Horas mais tarde encontrei com Maggie observando seu filho dormindo.
— Onde está o Glenn? — Perguntei.
— Foi arrumar o quarto do bebê. Já posso ir para casa?
— Sim. — Respondi escrevendo em um papel. — Vou anotar aqui tudo que precisa comer para se manter forte e alimentar esse bebê.
— Ok. É estranho me sentir estranha?
— É normal, afinal seu corpo abrigou uma vida dentro dele por 9 meses. E agora não tem mais nada ai dentro. Demora até se acostumar. Parabéns Maggie, você foi muito corajosa.
— Outras diriam que fui burra.
— O que muitos chamam de burrice, eu chamo de Coragem. — Dei de ombros e vi Glenn entrar na enfermaria.
— Já posso leva-la?
— Sim, eu ajudo com o bebê. Já sabem, 40 dias sem sexo. — Glenn ficou vermelho, mas Maggie fez careta.
— Essa é a parte ruim.
— Não. O bebê vai tomar todo o seu tempo, acredite. Ajudei a cuidar do Dean. Sabe o que é vida social? Nunca tive. — Ela gargalhou.
— Você fala que eu sou corajosa, mas você que é.
— Por quê?
— Por tudo que já fez e faz aqui. — Glenn respondeu.
— E por conseguir fisgar o Daryl. — Maggie debochou sorrindo.
— Vamos. — Mudei de assunto.
Deixei eles em sua casa e depois segui para os muros. Dean e Sean faziam a guarda quando parei ao lado deles.
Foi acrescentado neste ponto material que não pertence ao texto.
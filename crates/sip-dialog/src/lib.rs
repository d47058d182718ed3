//! RFC 3261 §12 dialog layer: identity, route set, in-dialog request
//! construction, and the registry that owns every live dialog (spec §4.E).

pub mod dialog;
pub mod error;
pub mod manager;

pub use dialog::{extract_route_set, is_dialog_establishing, key_for_incoming_request, Dialog, DialogState};
pub use error::{Error, Result};
pub use manager::DialogManager;
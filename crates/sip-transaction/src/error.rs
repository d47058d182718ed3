//! Transaction error taxonomy (spec §7, "Transaction" group).

use thiserror::Error;

pub type Result<T> = std::result::Result<T, Error>;

#[derive(Error, Debug)]
pub enum Error {
    #[error("request for method {0} carries no top Via with a branch parameter")]
    MissingVia(String),

    #[error("transaction {0} already terminated")]
    AlreadyTerminated(String),

    #[error("response status {0} is not valid in state {1}")]
    InvalidStateForResponse(u16, &'static str),

    #[error(transparent)]
    Transport(#[from] sip_transport::error::Error),
}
— Nem acredito que conseguimos chegar até aqui. — Sean murmurou observando a comunidade atrás de nós.
— Não foi fácil. — Dean resmungou.
— O que importa é que estamos aqui. Vivos. Unidos. — Lancei um olhar para a comunidade que estava crescendo ainda mais. — Nosso futuro está ali.
— Na verdade não. — Debochou. — Seu futuro está ali. — Olhei para a floresta onde meu irmão apontava. Daryl estava retornando e junto dele um cavalo preto.
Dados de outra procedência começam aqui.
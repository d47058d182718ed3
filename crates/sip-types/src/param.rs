//! Generic name=value parameters shared by Via, URI, and address headers.

use std::fmt;

/// A single `;name=value` or valueless `;name` parameter.
///
/// Parameter names are matched case-insensitively per RFC 3261 §7.3.1, but
/// the original case is kept for round-trip fidelity of unrecognized
/// parameters.
#[derive(Debug, Clone, PartialEq, Eq)]
pub struct Param {
    pub name: String,
    pub value: Option<String>,
}

impl Param {
    pub fn new(name: impl Into<String>, value: Option<String>) -> Self {
        Param { name: name.into(), value }
    }

    pub fn flag(name: impl Into<String>) -> Self {
        Param { name: name.into(), value: None }
    }

    pub fn branch(value: impl Into<String>) -> Self {
        Param::new("branch", Some(value.into()))
    }

    pub fn tag(value: impl Into<String>) -> Self {
        Param::new("tag", Some(value.into()))
    }

    pub fn name_matches(&self, name: &str) -> bool {
        self.name.eq_ignore_ascii_case(name)
    }
}

impl fmt::Display for Param {
    fn fmt(&self, f: &mut fmt::Formatter<'_>) -> fmt::Result {
        match &self.value {
            Some(v) => write!(f, "{}={}", self.name, v),
            None => write!(f, "{}", self.name),
        }
    }
}

/// Looks up a parameter by name (case-insensitive) in an ordered list,
/// preserving the RFC 3261 rule that parameter order on the wire is
/// significant for re-serialization but not for lookup.
pub fn find<'a>(params: &'a [Param], name: &str) -> Option<&'a Param> {
    params.iter().find(|p| p.name_matches(name))
}

pub fn find_value<'a>(params: &'a [Param], name: &str) -> Option<&'a str> {
    find(params, name).and_then(|p| p.value.as_deref())
}

pub fn has_flag(params: &[Param], name: &str) -> bool {
    find(params, name).is_some()
}

/// Insert-or-replace: used when rewriting `received`/`rport` on inbound Via
/// processing (spec §4.C) where a parameter must be set exactly once.
pub fn set(params: &mut Vec<Param>, name: &str, value: Option<String>) {
    if let Some(existing) = params.iter_mut().find(|p| p.name_matches(name)) {
        existing.value = value;
    } else {
        params.push(Param::new(name, value));
    }
}
//! UDP transport, Via rewriting, and request/response demultiplexing
//! (spec §4.C).

pub mod config;
pub mod error;
pub mod handler;
pub mod rewrite;
pub mod udp;

pub use config::TransportConfig;
pub use error::{Error, Result};
pub use handler::{LoggingHandler, TransportHandler};
pub use udp::UdpTransport;

#[cfg(test)]
mod tests {
    use std::sync::{Arc, Mutex};

    use async_trait::async_trait;
    use sip_types::message::{Request, Response};

    use super::*;

    #[derive(Default)]
    struct CollectingHandler {
        requests: Mutex<Vec<Request>>,
    }

    #[async_trait]
    impl TransportHandler for CollectingHandler {
        async fn transp_request(&self, request: Request) {
            self.requests.lock().unwrap().push(request);
        }
        async fn transp_response(&self, _response: Response) {}
    }

    #[tokio::test]
    async fn ephemeral_port_is_assigned_and_at_least_1024() {
        let config = TransportConfig { listen_addr: "127.0.0.1".parse().unwrap(), ..Default::default() };
        let transport = UdpTransport::bind(config, Arc::new(LoggingHandler)).await.unwrap();
        assert!(transport.local_uri().port.unwrap() >= 1024);
    }

    #[tokio::test]
    async fn inbound_invite_gets_received_and_dispatched() {
        let server_config = TransportConfig { listen_addr: "127.0.0.1".parse().unwrap(), ..Default::default() };
        let handler = Arc::new(CollectingHandler::default());
        let server = UdpTransport::bind(server_config, handler.clone()).await.unwrap();
        let server_addr = server.local_addr();

        let client_config = TransportConfig { listen_addr: "127.0.0.1".parse().unwrap(), ..Default::default() };
        let client = UdpTransport::bind(client_config, Arc::new(LoggingHandler)).await.unwrap();

        let mut headers = sip_types::header::HeaderMap::new();
        headers.push(sip_types::header::Header::Via(sip_types::via::Via::new(
            "UDP",
            sip_types::uri::Host::Ipv4(client.local_addr().ip().to_string().parse().unwrap()),
            Some(client.local_addr().port()),
            vec![sip_types::param::Param::branch("z9hG4bK1"), sip_types::param::Param::flag("rport")],
        )));
        headers.push(sip_types::header::Header::From(
            sip_types::headers::NamedAddress::new(None, sip_types::uri::Uri::sip("a.com")).with_tag("1"),
        ));
        headers.push(sip_types::header::Header::To(sip_types::headers::NamedAddress::new(
            None,
            sip_types::uri::Uri::sip("b.com"),
        )));
        headers.push(sip_types::header::Header::CallId("call-1".into()));
        headers.push(sip_types::header::Header::CSeq(sip_types::headers::CSeq {
            seq: 1,
            method: sip_types::method::Method::Invite,
        }));
        let request = Request::new(sip_types::method::Method::Invite, sip_types::uri::Uri::sip("b.com"), headers);

        client.send_request(&request, Some(server_addr)).await.unwrap();
        tokio::time::sleep(std::time::Duration::from_millis(50)).await;

        let received = handler.requests.lock().unwrap();
        assert_eq!(received.len(), 1);
        let via = received[0].top_via().unwrap();
        assert!(via.received().is_some());
        assert!(sip_types::param::find_value(&via.params, "rport").is_some());
    }
}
— Seu príncipe encantado. — Sean não controlou a risada.
— Com um cavalo preto. Tinha que ser preto. — Sorri descendo e abrindo os portões. — Como o encontrou? — Gritei.
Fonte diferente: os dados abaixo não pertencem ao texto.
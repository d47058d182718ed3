//! Dialog error taxonomy (spec §7, "Dialog" group).

use thiserror::Error;

pub type Result<T> = std::result::Result<T, Error>;

#[derive(Error, Debug, Clone, PartialEq, Eq)]
pub enum Error {
    #[error("response is not dialog-establishing (not a 1xx-with-tag or 2xx)")]
    NotDialogEstablishing,

    #[error("message is missing a header required to derive a dialog: {0}")]
    MissingHeader(&'static str),

    #[error("no dialog matches call-id {call_id:?} local-tag {local_tag:?} remote-tag {remote_tag:?}")]
    NoSuchDialog { call_id: String, local_tag: String, remote_tag: String },

    #[error("in-dialog request CSeq {got} is not greater than the last-seen {expected}, per RFC 3261 §12.2.2")]
    OutOfOrderRequest { expected: u32, got: u32 },

    #[error("dialog is terminated")]
    Terminated,
}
Da floresta zumbis começaram a sair tentando chegar até o cavalo que Daryl tentava puxar.
Corri até eles tirando minha arma do coldre e começando a atirar nos zumbis. Conseguimos levar o cavalo para dentro da comunidade, depois fechamos os portões de novo.
— Vi ele ontem.
— E não me contou?!
— Era uma surpresa. Um presente na verdade. — Murmurou. — Fiquei sabendo que gostava de cavalos.
Sorri antes de beija-los.
O que tem dentro do coração não muda, só cresce.